Top of Data extract

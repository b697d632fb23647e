//! Discriminator: decides which variant and schema generation a raw record
//! belongs to.
//!
//! The variant comes from `inputTemplate`. When a variant has several
//! generations each one is tested structurally; the best fit among the
//! matches is chosen by vocabulary conformance, then by how many of the
//! record's keys the contract declares. A tie is reported as
//! [`Classification::Ambiguous`] rather than guessed.

use serde::Serialize;
use serde_json::{Map, Value};
use tracing::debug;

use crate::registry::{FieldContract, FieldKind, Generation, SchemaRegistry};

/// Outcome of classifying one raw record.
#[derive(Debug, Clone, PartialEq, Eq, Serialize)]
#[serde(tag = "outcome", rename_all = "snake_case", rename_all_fields = "camelCase")]
pub enum Classification {
    Matched {
        variant: &'static str,
        generation: Generation,
    },
    Ambiguous {
        variant: &'static str,
        candidates: Vec<Generation>,
    },
    /// `inputTemplate` is missing or names no registered variant.
    Unknown { input_template: Option<String> },
}

/// Outcome of classifying one element of a body sequence.
#[derive(Debug, Clone, PartialEq, Eq)]
pub enum BodyClass {
    Paragraph,
    Content(Classification),
    /// An object that is neither a paragraph nor a content record.
    Unrecognized,
}

/// Classifies a raw record by its `inputTemplate`.
///
/// # Examples
///
/// ```
/// use page_schema_core::{classify, Classification, Generation, SchemaRegistry};
/// use serde_json::json;
///
/// let raw = json!({
///     "inputTemplate": "image",
///     "contentId": "img-1",
///     "alt": "Harbor at dawn",
///     "image": "harbor.jpg",
/// });
/// assert_eq!(
///     classify(SchemaRegistry::builtin(), &raw),
///     Classification::Matched { variant: "image", generation: Generation::new(1) },
/// );
/// ```
pub fn classify(registry: &SchemaRegistry, raw: &Value) -> Classification {
    classify_with_hint(registry, raw, None)
}

/// Like [`classify`], with an optional generation forced for the record's
/// variant.
pub fn classify_with_hint(registry: &SchemaRegistry, raw: &Value, hint: Option<Generation>) -> Classification {
    let Some(template) = raw.get("inputTemplate").and_then(Value::as_str) else {
        return Classification::Unknown { input_template: None };
    };
    classify_as(registry, template, raw, hint)
}

/// Classifies a record against a given variant, regardless of its own
/// `inputTemplate`. Used where the page context fixes the variant, such as
/// the primary article of a live-blog page.
pub fn classify_as(
    registry: &SchemaRegistry,
    variant: &str,
    raw: &Value,
    hint: Option<Generation>,
) -> Classification {
    let contracts = registry.generations(variant);
    let (Some(first), Some(obj)) = (contracts.first(), raw.as_object()) else {
        return Classification::Unknown {
            input_template: Some(variant.to_string()),
        };
    };
    let variant = first.variant;

    if let Some(generation) = hint {
        debug!(variant, %generation, "generation forced by hint");
        return Classification::Matched { variant, generation };
    }
    if contracts.len() == 1 {
        return Classification::Matched {
            variant,
            generation: first.generation,
        };
    }

    let fits: Vec<(Generation, Fit)> = contracts
        .iter()
        .filter_map(|contract| structural_fit(contract, obj).map(|fit| (contract.generation, fit)))
        .collect();

    let Some(best) = fits.iter().map(|(_, fit)| *fit).max() else {
        let generation = fallback_generation(contracts, obj);
        debug!(variant, %generation, "no generation fits; validating against fallback");
        return Classification::Matched { variant, generation };
    };

    let candidates: Vec<Generation> = fits
        .iter()
        .filter(|(_, fit)| *fit == best)
        .map(|(generation, _)| *generation)
        .collect();

    match candidates.as_slice() {
        [generation] => {
            debug!(variant, generation = %generation, "classified record");
            Classification::Matched {
                variant,
                generation: *generation,
            }
        }
        _ => {
            debug!(variant, candidates = candidates.len(), "ambiguous record");
            Classification::Ambiguous { variant, candidates }
        }
    }
}

/// Classifies one element of a body sequence.
///
/// Arrays and bare strings are paragraphs, as are nested-tag objects and the
/// legacy `{"content": …}` paragraph object, none of which carry an
/// `inputTemplate`. Objects with an `inputTemplate` are content records.
pub fn classify_body_element(registry: &SchemaRegistry, raw: &Value, hint: Option<Generation>) -> BodyClass {
    match raw {
        Value::Array(_) | Value::String(_) => BodyClass::Paragraph,
        Value::Object(obj) if obj.contains_key("inputTemplate") => {
            BodyClass::Content(classify_with_hint(registry, raw, hint))
        }
        Value::Object(obj) if obj.contains_key("tag") || obj.contains_key("content") => BodyClass::Paragraph,
        _ => BodyClass::Unrecognized,
    }
}

/// Ranking of a structurally matching generation. Field order gives the
/// precedence: vocabulary conformance first, then key coverage.
#[derive(Debug, Clone, Copy, PartialEq, Eq, PartialOrd, Ord)]
struct Fit {
    vocabulary_conformant: bool,
    coverage: usize,
}

fn structural_fit(contract: &FieldContract, obj: &Map<String, Value>) -> Option<Fit> {
    let mut vocabulary_conformant = true;
    for spec in contract.fields() {
        match obj.get(spec.name) {
            None | Some(Value::Null) if spec.required => return None,
            None | Some(Value::Null) => {}
            Some(value) if !spec.kind.admits(value) => return None,
            Some(value) => {
                if let FieldKind::Vocabulary(known) = spec.kind {
                    let conforms = value.as_str().is_some_and(|s| known.contains(&s));
                    vocabulary_conformant &= conforms;
                }
            }
        }
    }
    let coverage = obj.keys().filter(|key| contract.declares(key)).count();
    Some(Fit {
        vocabulary_conformant,
        coverage,
    })
}

fn fallback_generation(contracts: &[FieldContract], obj: &Map<String, Value>) -> Generation {
    contracts
        .iter()
        .find(|contract| {
            contract
                .required_fields()
                .all(|spec| obj.get(spec.name).is_some_and(|v| !v.is_null()))
        })
        .or_else(|| contracts.last())
        .map(|contract| contract.generation)
        .unwrap_or(Generation::new(1))
}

Bottom of Data extract

Task to carry out: Lines holding the word "against" are the answer; copy each one from the records above.

Exercise solution:
/// Classifies a record against a given variant, regardless of its own
        debug!(variant, %generation, "no generation fits; validating against fallback");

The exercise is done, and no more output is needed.